106 kişi müşteki olarak yer aldı
Patlamada hayatını yitiren madenci yakınlarından 106 kişinin müşteki olarak yer aldığı fezlekede, Kuruluş Müdürü Özdemir’in “patlamanın meydana gelmesine niye olan etkenlerden metan drenajı, havalandırma, kömür tozu gayreti, teknik işçi sayısındaki eksiklik ve iş güvenliği eğitimleri ve acil durumlara yönelik tatbikatlar”, İşletme Müdürü Ekmekçi ve İşletme Başmühendisi Tural’ın “kömür tozu, havalandırma ve iş güvenliği eğitimleri ile acil durumlara yönelik tatbikatlar”, İş Sıhhati Güvenliği ve Eğitim Şube Müdürü Soylu’nun ise “havalandırma ve iş güvenliği eğitimleri ile acil durumlara yönelik tatbikatlar”la ilgili kusurlu bulunduğu açıklandı.
“Güvenlik sağlanmadan çalışmaya müsaade verildi”
Fezlekede, maden ocağında ve işlerinde deneyimli olan şüphelilerden Özdemir, Ekmekçi, Tural ve Soylu’nun, dahil oldukları idare ve karar alma süreçleri kapsamında gerekli teknik altyapı oluşturulmadan, kâfi yatırım yapılmadan ve iş güvenliği tedbirlerinin alınmasını sağlamadan maden ocağında üretimin devam etmesine müsaade verdiklerine dikkat çekildi.
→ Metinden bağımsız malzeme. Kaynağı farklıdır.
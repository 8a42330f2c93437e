//! `OpenAI`-compatible chat completion API provider implementation

use async_trait::async_trait;
use prism_config::{Config, ProviderId, ProviderSettings};
use reqwest::Client;
use secrecy::{ExposeSecret, SecretString};
use tiktoken_rs::CoreBPE;

use super::{LlmProvider, ProviderCapabilities, setting};
use crate::convert::openai::{from_openai_response, to_openai_request};
use crate::error::LlmError;
use crate::protocol::openai::{OpenAiEmbeddingRequest, OpenAiEmbeddingResponse, OpenAiResponse};
use crate::types::{
    ContentEmbedding, CountTokensRequest, CountTokensResponse, EmbedContentRequest, EmbedContentResponse,
    GenerateContentRequest, GenerateContentResponse,
};

/// Default `OpenAI` API base URL
pub(crate) const DEFAULT_BASE_URL: &str = "https://api.openai.com/v1";

/// Fallback generation model when settings omit one
pub(crate) const DEFAULT_MODEL: &str = "gpt-3.5-turbo";

/// Embedding model; not configurable
const EMBEDDING_MODEL: &str = "text-embedding-ada-002";

/// `OpenAI`-compatible chat completion API provider
///
/// The backend has no token-accounting endpoint, so token counts are a
/// local approximation computed with the `cl100k_base` tokenizer.
pub struct OpenAiProvider {
    client: Client,
    base_url: String,
    api_key: Option<SecretString>,
    model: String,
    tokenizer: CoreBPE,
}

impl OpenAiProvider {
    /// Create from the active configuration
    pub fn new(config: &Config) -> Result<Self, LlmError> {
        Self::from_settings(config.provider_config(ProviderId::OpenAi))
    }

    /// Create from raw provider settings
    pub(crate) fn from_settings(settings: Option<&ProviderSettings>) -> Result<Self, LlmError> {
        let tokenizer = tiktoken_rs::cl100k_base().map_err(LlmError::Internal)?;

        Ok(Self {
            client: Client::new(),
            base_url: setting(settings, "base_url").unwrap_or(DEFAULT_BASE_URL).to_owned(),
            api_key: setting(settings, "api_key").map(SecretString::from),
            model: setting(settings, "model").unwrap_or(DEFAULT_MODEL).to_owned(),
            tokenizer,
        })
    }

    fn endpoint(&self, path: &str) -> String {
        format!("{}/{path}", self.base_url.trim_end_matches('/'))
    }

    fn authorized(&self, builder: reqwest::RequestBuilder) -> reqwest::RequestBuilder {
        match &self.api_key {
            Some(key) => builder.bearer_auth(key.expose_secret()),
            None => builder,
        }
    }
}

#[async_trait]
impl LlmProvider for OpenAiProvider {
    fn name(&self) -> &'static str {
        ProviderId::OpenAi.as_str()
    }

    fn capabilities(&self) -> ProviderCapabilities {
        ProviderCapabilities {
            token_counting: true,
            embedding: true,
        }
    }

    async fn generate_content(
        &self,
        request: &GenerateContentRequest,
    ) -> Result<GenerateContentResponse, LlmError> {
        let model = request.model().unwrap_or(&self.model);
        let wire_request = to_openai_request(request, model);

        let response = self
            .authorized(self.client.post(self.endpoint("chat/completions")))
            .json(&wire_request)
            .send()
            .await
            .map_err(|e| {
                tracing::error!(provider = %self.name(), error = %e, "upstream request failed");
                LlmError::Upstream(e.to_string())
            })?;

        if !response.status().is_success() {
            let status = response.status();
            let body = response.text().await.unwrap_or_default();
            tracing::warn!(provider = %self.name(), status = %status, "upstream returned error");
            return Err(LlmError::Upstream(format!("provider returned {status}: {body}")));
        }

        let wire_response: OpenAiResponse = response
            .json()
            .await
            .map_err(|e| LlmError::Upstream(format!("failed to parse response: {e}")))?;

        from_openai_response(wire_response)
    }

    /// Local approximation; never touches the network
    async fn count_tokens(&self, request: &CountTokensRequest) -> Result<CountTokensResponse, LlmError> {
        let text: String = request.contents.iter().map(|content| content.as_text()).collect();
        let tokens = self.tokenizer.encode_with_special_tokens(&text);

        Ok(CountTokensResponse {
            total_tokens: u32::try_from(tokens.len()).unwrap_or(u32::MAX),
        })
    }

    async fn embed_content(&self, request: &EmbedContentRequest) -> Result<EmbedContentResponse, LlmError> {
        let wire_request = OpenAiEmbeddingRequest {
            input: request.content.as_text(),
            model: EMBEDDING_MODEL.to_owned(),
        };

        let response = self
            .authorized(self.client.post(self.endpoint("embeddings")))
            .json(&wire_request)
            .send()
            .await
            .map_err(|e| {
                tracing::error!(provider = %self.name(), error = %e, "embeddings request failed");
                LlmError::Upstream(e.to_string())
            })?;

        if !response.status().is_success() {
            let status = response.status();
            let body = response.text().await.unwrap_or_default();
            return Err(LlmError::Upstream(format!("provider returned {status}: {body}")));
        }

        let wire_response: OpenAiEmbeddingResponse = response
            .json()
            .await
            .map_err(|e| LlmError::Upstream(format!("failed to parse response: {e}")))?;

        let values = wire_response
            .data
            .into_iter()
            .next()
            .map(|d| d.embedding)
            .ok_or_else(|| LlmError::Upstream("provider returned no embedding data".to_owned()))?;

        Ok(EmbedContentResponse {
            embedding: ContentEmbedding { values },
        })
    }
}
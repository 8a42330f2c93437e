//! Provider abstraction layer for prism
//!
//! Provides one canonical request/response vocabulary over multiple LLM
//! backends (Gemini, `OpenAI`-compatible, Anthropic, Ollama) with
//! per-backend translators, runtime provider selection, and a bounded
//! connectivity probe for validating credentials before they are saved.

#![allow(clippy::must_use_candidate, clippy::missing_errors_doc)]

pub mod convert;
pub mod error;
pub mod factory;
pub mod probe;
pub mod protocol;
pub mod provider;
pub mod types;

pub use error::{LlmError, Operation};
pub use factory::select;
pub use probe::{ProbeResult, probe};
pub use provider::{LlmProvider, ProviderCapabilities};
pub use types::{GenerateContentRequest, GenerateContentResponse};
Eksik ve tehlikeli çalışma sistemini sürdüren şüphelilerin kusurluluk seviyelerinin şuurlu taksir seviyesini aştığı, anlatılan eksiklikler ve terslikler ötürüsıyla meydana gelen sonuca kayıtsız kalıp olayı kabullendikleri vurgulanan fezlekede, bu biçimde bir olayda öngörülmekle bir arada gerçekleşmeyeceği düşünülen bir sonuçtan bahsedilemeyeceği anlaşıldığından, gerçekleşen sonuçtan muhtemel kast kararları uyarınca sorumlu tutulmaları gerektiği ve “olası kastla öldürme” hatasının ögelerinin oluştuğunun öngörüldüğü açıklandı.